Drinking coffee between replies to questions, Benedict has that natural British reserve. The glasses add to his erudite look but underneath the cool exterior lies another British quality—dry humor. He wore a shiny bracelet on his right wrist.
The actor, brilliant in “The Imitation Game,” sounded happily in love with his fiancée, Sophie Hunter. Asked about three things he is grateful for these days, the London native quickly said the first thing in his smooth voice: “The love that is in my life at the moment, naturally. It’s an amazing thing to find somebody you love, let alone somebody who loves you back in the same way and degree. Not everyone can do that in a lifetime.”

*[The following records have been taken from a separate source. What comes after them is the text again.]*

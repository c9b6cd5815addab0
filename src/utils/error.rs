use std::path::PathBuf;
use thiserror::Error;

#[derive(Error, Debug)]
pub enum IdentityError {
    #[error("{message}")]
    UsageError { message: String },

    #[error("{message}")]
    ValidationError { message: String },

    #[error("{message}")]
    ConnectivityError { message: String },

    #[error("{message}")]
    QueryError { message: String },

    #[error("Output directory is not writable: {}", path.display())]
    OutputDirectoryError { path: PathBuf },

    #[error("Cannot create output file {}: {source}", path.display())]
    OutputFileError {
        path: PathBuf,
        #[source]
        source: std::io::Error,
    },

    #[error("Configuration error: {message}")]
    ConfigError { message: String },

    #[error("Invalid value '{value}' for {field}: {reason}")]
    InvalidConfigValueError {
        field: String,
        value: String,
        reason: String,
    },

    #[error("IO error: {0}")]
    IoError(#[from] std::io::Error),
}

impl IdentityError {
    /// Stable name of the error kind, used in diagnostics.
    pub fn kind(&self) -> &'static str {
        match self {
            IdentityError::UsageError { .. } => "UsageError",
            IdentityError::ValidationError { .. } => "ValidationError",
            IdentityError::ConnectivityError { .. } => "ConnectivityError",
            IdentityError::QueryError { .. } => "QueryError",
            IdentityError::OutputDirectoryError { .. } => "OutputDirectoryError",
            IdentityError::OutputFileError { .. } => "OutputFileError",
            IdentityError::ConfigError { .. } => "ConfigError",
            IdentityError::InvalidConfigValueError { .. } => "InvalidConfigValueError",
            IdentityError::IoError(_) => "IoError",
        }
    }

    pub fn recovery_suggestion(&self) -> &'static str {
        match self {
            IdentityError::UsageError { .. } => "Run with exactly one domain argument, e.g. `crt-identities example.com`",
            IdentityError::ValidationError { .. } => {
                "Use a plain domain name made of letters, digits, dots and hyphens"
            }
            IdentityError::ConnectivityError { .. } => {
                "Check network access to the certwatch database (TCP 5432) and retry later"
            }
            IdentityError::QueryError { .. } => {
                "The database may be overloaded; retry later or narrow the domain"
            }
            IdentityError::OutputDirectoryError { .. } => {
                "Make sure the output directory exists and is writable"
            }
            IdentityError::OutputFileError { .. } => {
                "Check free disk space and permissions on the output file"
            }
            IdentityError::ConfigError { .. } | IdentityError::InvalidConfigValueError { .. } => {
                "Fix the configuration file or command-line flags"
            }
            IdentityError::IoError(_) => "Check that stdout is not closed",
        }
    }

    /// Every error is fatal and maps to `EXIT_FAILURE`.
    pub fn exit_code(&self) -> i32 {
        1
    }

    pub fn validation(message: impl Into<String>) -> Self {
        IdentityError::ValidationError {
            message: message.into(),
        }
    }
}

pub type Result<T> = std::result::Result<T, IdentityError>;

He added, “It’s a minor miracle, considering how busy we both are (laughs), that we met in this way. So, Sophie is someone I am incredibly grateful for and very excited about.” Sophie does have her own busy schedule. The Oxford University alumna directs avant-garde plays and operas, is an actress (she acted with Benedict in 2009’s “Burlesque Fairytales,” where they met) and sings (she has a French-language album, “The Isis Project”).
On the old-school approach of announcing their engagement with a notice in UK’s The Times last Nov. 5, Benedict explained, “[It] is a standard way of doing it in England. Maybe it’s old-fashioned but I would still have done it that way even if I wasn’t in this strange, heightened position, being a famous actor. I just tried and normalized something that was deeply personal to me.
“I knew the world would find out, obviously. But I didn’t want to publicize it beyond what I initially wanted to publicize it as, which is an announcement to my friends and family. Because, believe me, although I told as many people after the moment, I had to go back to playing Richard III (in ‘The Hollow Crown,’ a TV mini-series). I couldn’t spend all the time on the phone. It was a way of announcing it to friends and family and I suppose a quiet way for the world to find out about it.”
Then he mentioned two more things he is thankful for: “My health and the health of my family—that I am still here chugging away. And the opportunities in my working life. Those are
the three strong bases. It’s a bit of a golden moment for me and I am loving it. I am having a great time and I am very happy.”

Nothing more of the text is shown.